At Elmhurst High School in Fort Wayne, Indiana, Hardy played football and basketball. As a senior, he posted 34 catches for 710 yards and 10 touchdowns and was a Class 4A all-state selection by the Indiana Football Coaches Association.

As a basketball player, he was runner-up in the Indiana "Mr. Basketball" award voting and an Indiana All-Star. He ranks high on the list for the city scoring record for Fort Wayne, with over 2,000 points during his four years at Elmhurst. Hardy led Elmhurst to a state championship appearance his junior year. However, Elmhurst was defeated by Bishop Chatard High School from Indianapolis. His senior year, he led Elmhurst to a sectional championship, but later was defeated by Bellmont High School in the regional finals.

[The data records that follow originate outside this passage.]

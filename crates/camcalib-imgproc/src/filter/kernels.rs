/// Create a gaussian blur kernel.
///
/// # Arguments
///
/// * `kernel_size` - The size of the kernel.
/// * `sigma` - The sigma of the gaussian kernel.
///
/// # Returns
///
/// A vector of the kernel, normalized to sum to one.
pub fn gaussian_kernel_1d(kernel_size: usize, sigma: f32) -> Vec<f32> {
    let mut kernel = Vec::with_capacity(kernel_size);

    let mean = (kernel_size as f32 - 1.0) / 2.0;
    let sigma_sq = sigma * sigma;

    for i in 0..kernel_size {
        let x = i as f32 - mean;
        kernel.push((-(x * x) / (2.0 * sigma_sq)).exp());
    }

    let norm = kernel.iter().sum::<f32>();
    kernel.iter_mut().for_each(|k| *k /= norm);
    kernel
}
#![deny(missing_docs)]
#![doc = env!("CARGO_PKG_DESCRIPTION")]

/// camera intrinsics, lens distortion and optimal camera matrix module.
pub mod calibration;

/// chessboard corner detection module.
pub mod chessboard;

/// color transformations module.
pub mod color;

/// image cropping module.
pub mod crop;

/// utilities for drawing on images.
pub mod draw;

/// image filtering module.
pub mod filter;

/// utilities to interpolate pixel values.
pub mod interpolation;

/// sub-pixel corner refinement module.
pub mod subpix;

/// image undistortion module.
pub mod undistort;
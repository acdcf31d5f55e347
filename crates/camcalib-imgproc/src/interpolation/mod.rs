//! Pixel interpolation methods for image transformations.
//!
//! Samples falling outside the source image read as zero (constant black border).

mod bilinear;

/// Grid generation and coordinate mapping utilities.
pub mod grid;

mod interpolate;
mod remap;

pub use interpolate::{interpolate_pixel, InterpolationMode};
pub use remap::remap;
use crate::config::ConfigError;
use std::path::PathBuf;

/// Expand a glob pattern into the list of candidate images.
///
/// Paths are returned in the order of the glob expansion, sorted alphabetically within
/// each directory. Entries that cannot be read are logged and skipped. No match is not
/// an error; the run simply finds no observation.
///
/// # Errors
///
/// Returns an error if the pattern is not a valid glob.
pub fn resolve_inputs(pattern: &str) -> Result<Vec<PathBuf>, ConfigError> {
    let entries = glob::glob(pattern).map_err(|e| ConfigError::InvalidGlob {
        pattern: pattern.to_string(),
        reason: e.msg.to_string(),
    })?;

    let paths = entries
        .filter_map(|entry| match entry {
            Ok(path) => Some(path),
            Err(e) => {
                log::warn!("skipping unreadable input {}: {}", e.path().display(), e);
                None
            }
        })
        .collect::<Vec<_>>();

    log::debug!("{} input(s) match {:?}", paths.len(), pattern);

    Ok(paths)
}

#[cfg(test)]
mod tests {
    use super::*;

    #[test]
    fn test_resolve_inputs() -> Result<(), Box<dyn std::error::Error>> {
        let tmp_dir = tempfile::tempdir()?;
        for name in ["b.png", "a.png", "c.jpg"] {
            std::fs::write(tmp_dir.path().join(name), b"")?;
        }

        let pattern = tmp_dir.path().join("*.png");
        let paths = resolve_inputs(&pattern.to_string_lossy())?;
        assert_eq!(
            paths,
            vec![tmp_dir.path().join("a.png"), tmp_dir.path().join("b.png")]
        );

        let pattern = tmp_dir.path().join("*.bmp");
        assert!(resolve_inputs(&pattern.to_string_lossy())?.is_empty());

        Ok(())
    }

    #[test]
    fn test_invalid_pattern() {
        assert!(matches!(
            resolve_inputs("images/[*.png"),
            Err(ConfigError::InvalidGlob { .. })
        ));
    }
}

Hardy was also a two-time winner of the Tiffany Gooden Award, awarded annually to the most outstanding male or female basketball player in the SAC.

==College career==
Hardy redshirted as a true freshman in 2004. As a redshirt freshman in 2005, he posted 61 catches for 893 yards and 10 touchdowns. His play earned him a Freshman All-American selection.

As a sophomore, he caught 51 passes for 722 yards and 10 touchdowns and was named Second-team All-Big Ten for a second straight year. His 20 career receiving touchdowns in his first two years had tied him with Ernie Jones (1984–1987) for second on the university's all-time list, trailing only Jade Butcher (1967–1969) and his 30 career TD grabs.

As a junior, Hardy caught 74 passes for 1,075 yards—ranking third in the Big Ten in both categories—and became the Hoosiers' all-time receiving leader in touchdowns (36), yards (2,690) and receptions (186). He was selected first-team All-Big Ten selection, a Fred Biletnikoff Award semifinalist and the team's most valuable player.

During his time at Indiana, Hardy also played on the basketball team for one season.

In January 2008, Hardy declared himself eligible for the 2008 NFL draft, saying "I have reached the pinnacle of my college football career."

==Professional career==
===Pre-draft===
At the NFL Scouting Combine, Hardy was a top 10 performer in the bench press, broad jump, 3-cone drill, and 20-yard shuttle. In the bench press, Hardy finished ninth among wide receivers with 18 reps at 225 lb. He finished 8th in the broad jump with a distance of 10 ft 5 in. He finished 7th in the 3-cone drill with a time of 6.84 seconds. He also finished tied for seventh in the 20-yard shuttle with a time of 4.20 seconds. Official 40-yard dash time was 4.49.

===Buffalo Bills===
Hardy was selected by the Buffalo Bills in the second round (41st overall) of the 2008 NFL draft. He signed a multi-year contract with the team on July 24. On September 14, 2008, in his second game, Hardy caught his first touchdown late in a win against the Jacksonville Jaguars. He finished the campaign with nine catches for 87 yards and two touchdowns.

Hardy played in two games in 2009, catching one pass for nine yards. On September 4, 2010, he was released by the Bills.

===Baltimore Ravens===
On January 17, 2011, Hardy was signed to a reserve/future contract by the Baltimore Ravens. He practiced little with the Ravens during the 2011 training camp due to chronic hamstring problems, the same injury that nagged him while with the Bills. He was released by the Ravens on September 5, 2011.

==Post-football career==
After the NFL, Hardy turned his attention to Hollywood, where he pursued a career in modeling and acting.

==Personal problems and death==
On May 4, 2014, Hardy was arrested on felony charges following a dispute at his home in Los Angeles, in which a visibly drugged Hardy attacked police officers responding to a disturbing the peace call. In November 2014, it was reported a judge deemed Hardy unfit for trial and remanded him to a mental facility.

On June 7, 2017, Hardy's body was found lodged in a dam in the Maumee River in Fort Wayne, Indiana. He was 31 years old. On July 18, his death was ruled a suicide, by way of asphyxia from drowning.